─── RECORDED DATA ───

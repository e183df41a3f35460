//! Grounded prompt construction
//!
//! The system instruction restricts answers to the supplied context and
//! requires an explicit "No encontrado" when the context lacks the answer.

use alerta_core::{ChatTurn, Prompt};

/// Fixed system instruction sent with every question
pub const SYSTEM_INSTRUCTION: &str = "Eres un asistente experto en desastres naturales en México. \
Responde SOLO con la información del CONTEXTO. \
Cita las fuentes usadas con su marcador, por ejemplo [1]. \
Si la respuesta no está presente en el CONTEXTO, contesta 'No encontrado'.";

/// Answer returned without calling the LLM when nothing is indexed
pub const NO_CONTEXT_ANSWER: &str = "No encontrado: todavía no hay documentos indexados.";

/// Placed in the context section when no document was selected
pub const EMPTY_CONTEXT_MARKER: &str = "(sin documentos relevantes)";

/// Join summaries as `[rank] summary` blocks in selection order
///
/// Blocks are added until the next one would exceed `max_chars`; the
/// first block is always kept. Returns the context and the number of
/// blocks it holds.
pub fn assemble_context<'a>(
    summaries: impl IntoIterator<Item = &'a str>,
    max_chars: usize,
) -> (String, usize) {
    let mut context = String::new();
    let mut total = 0usize;
    let mut kept = 0usize;

    for (i, summary) in summaries.into_iter().enumerate() {
        let block = format!("[{}] {}", i + 1, summary);
        let block_len = block.chars().count();
        if i > 0 && total + block_len > max_chars {
            tracing::debug!(kept = i, max_chars, "Context truncated");
            break;
        }
        if i > 0 {
            context.push_str("\n\n");
        }
        context.push_str(&block);
        total += block_len;
        kept += 1;
    }

    (context, kept)
}

// ============================================================================
// Prompt Builder
// ============================================================================

/// Builder for grounded prompts
pub struct PromptBuilder {
    system_instruction: String,
    history: Vec<ChatTurn>,
    context: String,
    question: String,
}

impl PromptBuilder {
    /// Create a builder with the default system instruction
    pub fn new() -> Self {
        Self {
            system_instruction: SYSTEM_INSTRUCTION.to_string(),
            history: Vec::new(),
            context: String::new(),
            question: String::new(),
        }
    }

    /// Override the system instruction
    pub fn system(mut self, instruction: impl Into<String>) -> Self {
        self.system_instruction = instruction.into();
        self
    }

    /// Set the trailing history window
    pub fn history(mut self, turns: &[ChatTurn]) -> Self {
        self.history = turns.to_vec();
        self
    }

    /// Set the assembled context
    pub fn context(mut self, context: impl Into<String>) -> Self {
        self.context = context.into();
        self
    }

    /// Set the question
    pub fn question(mut self, q: impl Into<String>) -> Self {
        self.question = q.into();
        self
    }

    /// Build the final prompt
    pub fn build(self) -> Prompt {
        let context = if self.context.trim().is_empty() {
            EMPTY_CONTEXT_MARKER
        } else {
            self.context.as_str()
        };

        Prompt {
            system: self.system_instruction,
            history: self.history,
            user: format!("CONTEXTO:\n{context}\n\nPREGUNTA:\n{}", self.question),
        }
    }
}

impl Default for PromptBuilder {
    fn default() -> Self {
        Self::new()
    }
}

// ============================================================================
// Tests
// ============================================================================

#[cfg(test)]
mod tests {
    use super::*;

    #[test]
    fn test_context_blocks_in_order() {
        let (context, kept) = assemble_context(["Sismo en Oaxaca", "Inundación en Tabasco"], 1000);
        assert_eq!(context, "[1] Sismo en Oaxaca\n\n[2] Inundación en Tabasco");
        assert_eq!(kept, 2);
    }

    #[test]
    fn test_context_truncation_keeps_first_block() {
        let long = "x".repeat(50);
        let (context, kept) = assemble_context([long.as_str(), "segundo"], 10);
        assert_eq!(context, format!("[1] {long}"));
        assert_eq!(kept, 1);

        let (context, kept) = assemble_context(["uno", "dos", "tres"], 16);
        assert_eq!(context, "[1] uno\n\n[2] dos");
        assert_eq!(kept, 2);

        assert_eq!(assemble_context([], 16), (String::new(), 0));
    }

    #[test]
    fn test_prompt_builder() {
        let history = vec![
            ChatTurn::user("¿Hubo sismos?"),
            ChatTurn::assistant("Sí, en Oaxaca [1]."),
        ];
        let prompt = PromptBuilder::new()
            .history(&history)
            .context("[1] Sismo en Oaxaca")
            .question("¿Hubo víctimas?")
            .build();

        assert_eq!(prompt.system, SYSTEM_INSTRUCTION);
        assert!(prompt.system.contains("No encontrado"));
        assert_eq!(prompt.history, history);
        assert_eq!(
            prompt.user,
            "CONTEXTO:\n[1] Sismo en Oaxaca\n\nPREGUNTA:\n¿Hubo víctimas?"
        );
    }

    #[test]
    fn test_empty_context_is_signalled() {
        let prompt = PromptBuilder::new().question("¿Qué pasó?").build();
        assert!(prompt.user.contains(EMPTY_CONTEXT_MARKER));
        assert!(prompt.history.is_empty());
    }

    #[test]
    fn test_custom_system_instruction() {
        let prompt = PromptBuilder::new().system("Sé breve.").build();
        assert_eq!(prompt.system, "Sé breve.");
    }
}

───

**EXERCISE INSTRUCTIONS:** Repeat the data exactly, with every line included.

**SOLUTION TO THIS EXERCISE:**
repository e183df41a3f35460
//! Grounded prompt construction
//!
//! The system instruction restricts answers to the supplied context and
//! requires an explicit "No encontrado" when the context lacks the answer.

use alerta_core::{ChatTurn, Prompt};

/// Fixed system instruction sent with every question
pub const SYSTEM_INSTRUCTION: &str = "Eres un asistente experto en desastres naturales en México. \
Responde SOLO con la información del CONTEXTO. \
Cita las fuentes usadas con su marcador, por ejemplo [1]. \
Si la respuesta no está presente en el CONTEXTO, contesta 'No encontrado'.";

/// Answer returned without calling the LLM when nothing is indexed
pub const NO_CONTEXT_ANSWER: &str = "No encontrado: todavía no hay documentos indexados.";

/// Placed in the context section when no document was selected
pub const EMPTY_CONTEXT_MARKER: &str = "(sin documentos relevantes)";

/// Join summaries as `[rank] summary` blocks in selection order
///
/// Blocks are added until the next one would exceed `max_chars`; the
/// first block is always kept. Returns the context and the number of
/// blocks it holds.
pub fn assemble_context<'a>(
    summaries: impl IntoIterator<Item = &'a str>,
    max_chars: usize,
) -> (String, usize) {
    let mut context = String::new();
    let mut total = 0usize;
    let mut kept = 0usize;

    for (i, summary) in summaries.into_iter().enumerate() {
        let block = format!("[{}] {}", i + 1, summary);
        let block_len = block.chars().count();
        if i > 0 && total + block_len > max_chars {
            tracing::debug!(kept = i, max_chars, "Context truncated");
            break;
        }
        if i > 0 {
            context.push_str("\n\n");
        }
        context.push_str(&block);
        total += block_len;
        kept += 1;
    }

    (context, kept)
}

// ============================================================================
// Prompt Builder
// ============================================================================

/// Builder for grounded prompts
pub struct PromptBuilder {
    system_instruction: String,
    history: Vec<ChatTurn>,
    context: String,
    question: String,
}

impl PromptBuilder {
    /// Create a builder with the default system instruction
    pub fn new() -> Self {
        Self {
            system_instruction: SYSTEM_INSTRUCTION.to_string(),
            history: Vec::new(),
            context: String::new(),
            question: String::new(),
        }
    }

    /// Override the system instruction
    pub fn system(mut self, instruction: impl Into<String>) -> Self {
        self.system_instruction = instruction.into();
        self
    }

    /// Set the trailing history window
    pub fn history(mut self, turns: &[ChatTurn]) -> Self {
        self.history = turns.to_vec();
        self
    }

    /// Set the assembled context
    pub fn context(mut self, context: impl Into<String>) -> Self {
        self.context = context.into();
        self
    }

    /// Set the question
    pub fn question(mut self, q: impl Into<String>) -> Self {
        self.question = q.into();
        self
    }

    /// Build the final prompt
    pub fn build(self) -> Prompt {
        let context = if self.context.trim().is_empty() {
            EMPTY_CONTEXT_MARKER
        } else {
            self.context.as_str()
        };

        Prompt {
            system: self.system_instruction,
            history: self.history,
            user: format!("CONTEXTO:\n{context}\n\nPREGUNTA:\n{}", self.question),
        }
    }
}

impl Default for PromptBuilder {
    fn default() -> Self {
        Self::new()
    }
}

// ============================================================================
// Tests
// ============================================================================

#[cfg(test)]
mod tests {
    use super::*;

    #[test]
    fn test_context_blocks_in_order() {
        let (context, kept) = assemble_context(["Sismo en Oaxaca", "Inundación en Tabasco"], 1000);
        assert_eq!(context, "[1] Sismo en Oaxaca\n\n[2] Inundación en Tabasco");
        assert_eq!(kept, 2);
    }

    #[test]
    fn test_context_truncation_keeps_first_block() {
        let long = "x".repeat(50);
        let (context, kept) = assemble_context([long.as_str(), "segundo"], 10);
        assert_eq!(context, format!("[1] {long}"));
        assert_eq!(kept, 1);

        let (context, kept) = assemble_context(["uno", "dos", "tres"], 16);
        assert_eq!(context, "[1] uno\n\n[2] dos");
        assert_eq!(kept, 2);

        assert_eq!(assemble_context([], 16), (String::new(), 0));
    }

    #[test]
    fn test_prompt_builder() {
        let history = vec![
            ChatTurn::user("¿Hubo sismos?"),
            ChatTurn::assistant("Sí, en Oaxaca [1]."),
        ];
        let prompt = PromptBuilder::new()
            .history(&history)
            .context("[1] Sismo en Oaxaca")
            .question("¿Hubo víctimas?")
            .build();

        assert_eq!(prompt.system, SYSTEM_INSTRUCTION);
        assert!(prompt.system.contains("No encontrado"));
        assert_eq!(prompt.history, history);
        assert_eq!(
            prompt.user,
            "CONTEXTO:\n[1] Sismo en Oaxaca\n\nPREGUNTA:\n¿Hubo víctimas?"
        );
    }

    #[test]
    fn test_empty_context_is_signalled() {
        let prompt = PromptBuilder::new().question("¿Qué pasó?").build();
        assert!(prompt.user.contains(EMPTY_CONTEXT_MARKER));
        assert!(prompt.history.is_empty());
    }

    #[test]
    fn test_custom_system_instruction() {
        let prompt = PromptBuilder::new().system("Sé breve.").build();
        assert_eq!(prompt.system, "Sé breve.");
    }
}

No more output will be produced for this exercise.